Books

Books: Gift Ideas for Teenagers/ Young Adults

If you are planning to buy a book for the teenager in your family, here are my top ten choices for young adults who are looking for something outside the Harry Potter/Hunger Games/ Twilight series. I’ve grouped this top ten into themes.

Picture Me Gone

Mystery: Paper Towns – John Green/ Picture Me Gone – Meg Rosoff

Paper Towns is my first John Green pick and he is a firm YA favourite. Paper Towns is the story of Quentin ,who has been in love with his next door neighbour, the very popular Margo since he was small. When Margo goes missing she leaves him a set of clues to find her whereabouts. Paper Towns is the winner of the Edgar Award for Best Young Adult Mystery.

Picture Me Gone is the story of Mila, who is on a road-trip with her father to find his best friend who has gone missing leaving his wife, new baby and beloved dog behind. This book is a finalist in the National Book Awards this year and will keep the reader griped until the end.

the-fault-in-our-stars-cover

Coming of Age: The Fault in Our Stars/ Looking for Alaska – John Green/ The Curious Incident of the Dog in the Night-Time – Mark Haddon

Entertainment Weekly recently undertook the monumental task of finding the best YA book ever. Won by Harry Potter, The Fault in the Stars came in second and rightly so. This is a brilliant story of Hazel who is dying of cancer. She attends a cancer support group and is biding her time until a new arrival changes everything. Expect tear stained faces around the Stephen’s day dinner table.

Looking for Alaska is about teenager Miles, who collects famous last words. His first term at boarding school find him falling in with a tight bunch of friends and this story tells of the impact of these friendships on his life.

The Curious Incident of the Dog in the Night-Time is a critically acclaimed story of Christopher, an autistic teenager who is compelled to investigate the death of his neighbours dog.

goldmanprincessbride

Fantasy/Fairytale: The Princess Bride- William Goldman/ The Earthsea Series – Ursula Le Guin

The Princess Bride is worth reading even if you’ve seen the movie. The tale of Buttercup and her love for the poor farm boy Wesley. When Wesley leaves to find his fortune only to be kidnapped by the Dread Pirate Roberts, Buttercup vows to never love again. However Prince Humperdinck wants her as his wife and so starts a fairytale like no other full of fighting, torture, poison, giants, rodents of unusual size and of course true love.

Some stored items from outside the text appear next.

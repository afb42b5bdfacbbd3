//! Ceiling imposed by locked descendants.
//!
//! When a task moves right, the cascade pushes its successors right, and
//! theirs, and so on. A locked task cannot be pushed, so it caps how far
//! the origin may go. This module finds the tightest such cap.
//!
//! # Algorithm
//!
//! Breadth-first walk forward through successor edges. Every reached task
//! `n` carries the lower bound the origin forces on it through the chain,
//! as two linear forms in the origin's start `S` and end `E`:
//!
//! ```text
//! n.x ≥ S + a_s        n.x ≥ E + a_e
//! ```
//!
//! Crossing an edge adds the predecessor anchor shift, the edge's
//! `min_px`, and (for end-bound kinds) minus the successor width. At a
//! locked task with frozen start `x_L` the forms turn around into
//! `S ≤ x_L − a_s` and `E ≤ x_L − a_e`. The walk does not continue past a
//! locked task, since the cascade never moves one.
//!
//! A task reached again through a longer chain is re-expanded only when
//! its forms strictly tighten, which keeps diamonds correct.
//!
//! # Complexity
//! O(V + E) over the reachable subgraph for trees. In general this is a
//! FIFO longest-path relaxation, so without a cycle no task is dequeued
//! more than V times (V = tasks reachable from the origin). A task past
//! that count sits on a cycle and is dropped from the walk.

use std::collections::{HashMap, HashSet, VecDeque};

use tracing::warn;

use crate::constraints::offset::edge_offset;
use crate::index::RelationshipSource;
use crate::lookup::{PositionLookup, TaskLookup};
use crate::models::Anchor;

/// Caps on the origin's anchors imposed by locked descendants.
#[derive(Debug, Clone, Copy, PartialEq)]
pub struct DownstreamCeiling {
    /// Cap on the origin's start, px. `+∞` if none.
    pub start: f64,
    /// Cap on the origin's end, px. `+∞` if none.
    pub end: f64,
}

impl DownstreamCeiling {
    /// No locked descendant.
    pub const UNBOUNDED: Self = Self {
        start: f64::INFINITY,
        end: f64::INFINITY,
    };

    /// Whether no locked descendant constrains the origin.
    pub fn is_unbounded(&self) -> bool {
        self.start == f64::INFINITY && self.end == f64::INFINITY
    }

    /// Combined cap on the end of an origin bar of `width`.
    pub fn end_cap(&self, width: f64) -> f64 {
        self.end.min(self.start + width)
    }

    /// Combined cap on the start of an origin bar of `width`.
    pub fn start_cap(&self, width: f64) -> f64 {
        self.start.min(self.end - width)
    }
}

#[derive(Debug, Clone, Copy, Default)]
struct Reach {
    via_start: Option<f64>,
    via_end: Option<f64>,
}

impl Reach {
    fn shifted(self, by: f64) -> Self {
        Self {
            via_start: self.via_start.map(|v| v + by),
            via_end: self.via_end.map(|v| v + by),
        }
    }

    /// Tightens with `other`; returns whether anything changed.
    fn absorb(&mut self, other: Reach) -> bool {
        let a = tighten(&mut self.via_start, other.via_start);
        let b = tighten(&mut self.via_end, other.via_end);
        a || b
    }
}

fn tighten(slot: &mut Option<f64>, candidate: Option<f64>) -> bool {
    match (candidate, *slot) {
        (Some(c), Some(s)) if c > s => {
            *slot = Some(c);
            true
        }
        (Some(c), None) if !c.is_nan() => {
            *slot = Some(c);
            true
        }
        _ => false,
    }
}

/// Scans the successor subgraph of `origin_id` for locked descendants.
///
/// Returns [`DownstreamCeiling::UNBOUNDED`] immediately when the origin has
/// no successor.
pub fn scan_downstream(
    origin_id: &str,
    source: &dyn RelationshipSource,
    positions: &dyn PositionLookup,
    tasks: &dyn TaskLookup,
    px_per_day: f64,
) -> DownstreamCeiling {
    if !source.has_outgoing(origin_id) {
        return DownstreamCeiling::UNBOUNDED;
    }

    let mut ceiling = DownstreamCeiling::UNBOUNDED;
    let mut reach: HashMap<&str, Reach> = HashMap::new();
    let max_dequeues = source.reachable_count(origin_id);
    let mut dequeues: HashMap<&str, usize> = HashMap::new();
    let mut queued: HashSet<&str> = HashSet::new();
    let mut queue: VecDeque<&str> = VecDeque::new();
    queue.push_back(origin_id);

    while let Some(id) = queue.pop_front() {
        queued.remove(id);
        let count = dequeues.entry(id).or_insert(0);
        *count += 1;
        if *count > max_dequeues {
            warn!(task_id = id, "downstream scan keeps tightening a task; cyclic relationships?");
            continue;
        }

        let (start_form, end_form) = if id == origin_id {
            (
                Reach {
                    via_start: Some(0.0),
                    via_end: None,
                },
                Reach {
                    via_start: None,
                    via_end: Some(0.0),
                },
            )
        } else {
            let (Some(r), Some(bar)) = (reach.get(id).copied(), positions.position(id)) else {
                continue;
            };
            (r, r.shifted(bar.width))
        };

        for rel in source.outgoing(id) {
            let succ = rel.to.as_str();
            if succ == origin_id || succ == id {
                continue;
            }
            let Some(succ_bar) = positions.position(succ) else {
                continue;
            };

            let pred_form = match rel.kind.predecessor_anchor() {
                Anchor::Start => start_form,
                Anchor::End => end_form,
            };
            let succ_shift = match rel.kind.successor_anchor() {
                Anchor::Start => 0.0,
                Anchor::End => -succ_bar.width,
            };
            let implied = pred_form.shifted(edge_offset(rel, px_per_day).min_px + succ_shift);

            let entry = reach.entry(succ).or_default();
            if !entry.absorb(implied) {
                continue;
            }

            if tasks.lock_state(succ).is_locked() {
                if let Some(a_s) = entry.via_start {
                    ceiling.start = ceiling.start.min(succ_bar.x - a_s);
                }
                if let Some(a_e) = entry.via_end {
                    ceiling.end = ceiling.end.min(succ_bar.x - a_e);
                }
                continue;
            }

            if queued.insert(succ) {
                queue.push_back(succ);
            }
        }
    }

    ceiling
}

/// Tightest cap on the origin's end imposed by locked descendants.
///
/// `origin_width` is the width the origin will have after the move.
pub fn downstream_ceiling(
    origin_id: &str,
    origin_width: f64,
    source: &dyn RelationshipSource,
    positions: &dyn PositionLookup,
    tasks: &dyn TaskLookup,
    px_per_day: f64,
) -> f64 {
    scan_downstream(origin_id, source, positions, tasks, px_per_day).end_cap(origin_width)
}

#[cfg(test)]
mod tests {
    use super::*;
    use crate::models::{BarPosition, Relationship, RelationshipKind, TaskAttributes};

    struct Fixture {
        positions: HashMap<String, BarPosition>,
        tasks: HashMap<String, TaskAttributes>,
        rels: Vec<Relationship>,
    }

    impl Fixture {
        fn new() -> Self {
            Self {
                positions: HashMap::new(),
                tasks: HashMap::new(),
                rels: Vec::new(),
            }
        }

        fn bar(mut self, id: &str, x: f64, w: f64) -> Self {
            self.positions.insert(id.into(), BarPosition::new(x, w));
            self.tasks.insert(id.into(), TaskAttributes::new(id));
            self
        }

        fn locked(mut self, id: &str, x: f64, w: f64) -> Self {
            self.positions.insert(id.into(), BarPosition::new(x, w));
            self.tasks.insert(id.into(), TaskAttributes::new(id).locked());
            self
        }

        fn rel(mut self, rel: Relationship) -> Self {
            self.rels.push(rel);
            self
        }

        fn scan(&self, origin: &str) -> DownstreamCeiling {
            scan_downstream(origin, &self.rels, &self.positions, &self.tasks, 10.0)
        }
    }

    #[test]
    fn test_no_successors_is_unbounded() {
        let f = Fixture::new().bar("A", 0.0, 50.0);
        assert!(f.scan("A").is_unbounded());
    }

    #[test]
    fn test_unlocked_chain_is_unbounded() {
        let f = Fixture::new()
            .bar("A", 0.0, 50.0)
            .bar("B", 50.0, 50.0)
            .rel(Relationship::finish_to_start("A", "B"));
        assert!(f.scan("A").is_unbounded());
    }

    #[test]
    fn test_direct_locked_successor() {
        let f = Fixture::new()
            .bar("A", 0.0, 50.0)
            .locked("B", 500.0, 80.0)
            .rel(Relationship::finish_to_start("A", "B"));
        let c = f.scan("A");
        assert_eq!(c.end, 500.0);
        assert_eq!(c.end_cap(50.0), 500.0);
        assert_eq!(c.start_cap(50.0), 450.0);
    }

    #[test]
    fn test_transitive_ceiling_through_chain() {
        // A -FS(lag 1d)-> B(w=30) -FS-> C locked at 300
        // B.x >= E + 10; C.x >= B.x + 30 → E <= 300 - 40
        let f = Fixture::new()
            .bar("A", 0.0, 50.0)
            .bar("B", 100.0, 30.0)
            .locked("C", 300.0, 20.0)
            .rel(Relationship::finish_to_start("A", "B").with_lag(1.0))
            .rel(Relationship::finish_to_start("B", "C"));
        assert_eq!(f.scan("A").end_cap(50.0), 260.0);
    }

    #[test]
    fn test_start_to_start_bounds_origin_start() {
        // A -SS(lag 2d)-> L locked at 200: S + 20 <= 200
        let f = Fixture::new()
            .bar("A", 0.0, 50.0)
            .locked("L", 200.0, 20.0)
            .rel(Relationship::new("A", "L", RelationshipKind::StartToStart).with_lag(2.0));
        let c = f.scan("A");
        assert_eq!(c.start, 180.0);
        assert_eq!(c.end, f64::INFINITY);
        assert_eq!(c.end_cap(50.0), 230.0);
    }

    #[test]
    fn test_diamond_takes_longest_chain() {
        // A → B (w=10) → D, A → C (w=100) → D, D → L locked at 400
        let f = Fixture::new()
            .bar("A", 0.0, 10.0)
            .bar("B", 10.0, 10.0)
            .bar("C", 10.0, 100.0)
            .bar("D", 110.0, 10.0)
            .locked("L", 400.0, 10.0)
            .rel(Relationship::finish_to_start("A", "B"))
            .rel(Relationship::finish_to_start("B", "D"))
            .rel(Relationship::finish_to_start("A", "C"))
            .rel(Relationship::finish_to_start("C", "D"))
            .rel(Relationship::finish_to_start("D", "L"));
        // Through C: D.x >= E + 100, L.x >= E + 110 → E <= 290
        assert_eq!(f.scan("A").end_cap(10.0), 290.0);
    }

    #[test]
    fn test_scan_stops_at_locked_task() {
        // L1 locked absorbs; L2 beyond it must not bound A
        let f = Fixture::new()
            .bar("A", 0.0, 10.0)
            .locked("L1", 100.0, 10.0)
            .locked("L2", 20.0, 10.0)
            .rel(Relationship::finish_to_start("A", "L1"))
            .rel(Relationship::finish_to_start("L1", "L2"));
        assert_eq!(f.scan("A").end_cap(10.0), 100.0);
    }

    #[test]
    fn test_cycle_terminates() {
        let f = Fixture::new()
            .bar("A", 0.0, 10.0)
            .bar("B", 10.0, 10.0)
            .bar("C", 20.0, 10.0)
            .rel(Relationship::finish_to_start("A", "B"))
            .rel(Relationship::finish_to_start("B", "C"))
            .rel(Relationship::finish_to_start("C", "B"));
        assert!(f.scan("A").is_unbounded());
    }

    #[test]
    fn test_dense_dag_finds_longest_chain() {
        // A → X1 → … → X6, every Xi → every Pj (width j), every Pj → locked D
        let mut f = Fixture::new().bar("A", 0.0, 10.0).locked("D", 200.0, 10.0);
        for i in 1..=6 {
            f = f.bar(&format!("X{i}"), 0.0, 10.0);
            f = f.bar(&format!("P{i}"), 0.0, f64::from(i));
        }
        f = f.rel(Relationship::finish_to_start("A", "X1"));
        for i in 1..6 {
            f = f.rel(Relationship::finish_to_start(format!("X{i}"), format!("X{}", i + 1)));
        }
        for i in 1..=6 {
            for j in 1..=6 {
                f = f.rel(Relationship::finish_to_start(format!("X{i}"), format!("P{j}")));
            }
        }
        for j in 1..=6 {
            f = f.rel(Relationship::finish_to_start(format!("P{j}"), "D"));
        }

        // D.x >= A.end + 6 * 10 (X chain) + 6 (P6)
        assert_eq!(f.scan("A").end, 134.0);
    }

    #[test]
    fn test_downstream_ceiling_fn() {
        let f = Fixture::new()
            .bar("A", 0.0, 50.0)
            .locked("B", 500.0, 80.0)
            .rel(Relationship::finish_to_start("A", "B"));
        let c = downstream_ceiling("A", 50.0, &f.rels, &f.positions, &f.tasks, 10.0);
        assert_eq!(c, 500.0);
    }
}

The Earthsea Series is one to consider if you’re hoping to start someone off on a series of books to keep them reading through 2014. Ged was the greatest sorcerer in Earthsea, but in his youth he was the reckless Sparrowhawk. In his hunger for power and knowledge, he tampered with long-held secrets and loosed a terrible shadow upon the world.

Eleanor and Park Rainbow

Love: Eleanor and Park/ Fangirl – Rainbow Rowell/ How I Live Now – Meg Rosoff

I’m loath to call this group “Romance” because these books are so much more than that. Eleanor and Park was named Goodreads best Young Adult Fiction of 2013 this week, with Fangirl coming in second, so 2013 could be called Rainbow Rowell’s year. Here is an author who writes for both adults and young adults so she needn’t be your guilty pleasure if you are reading these two books at an older age!

Eleanor and Park tells the story of Eleanor who returns to live with her mother and abusive step father after they threw her out of her home a year ago. She is starting in a new school and having problems with the school bus bullies. Life is not going well for her until she ends up sitting beside the cute Asian guy on her trips to and from school. These two star crossed misfits make a life changing impact on each other and with the reader.

Fangirl is about Cath, an introvert who spends all her free time writing fan fiction for a Harry Potter-esque series of books about Simon Snow. She is a fish out of water in her freshman year, living in college dorms and separated for the first time from her identical twin sister. Can she make it on her own?

How I Live Now is the story of Daisy, aged 15 and sent to live with her aunt and cousins in England from America while the world is on the brink of a world war. At first the children are living in a kind of Eden on an idyllic farm with no adults around. But soon the authorities come and split up the boys and the girls. Daisy is separated from Edmond just as their love is burgeoning and they promise each other that they will return to the farm, no matter what.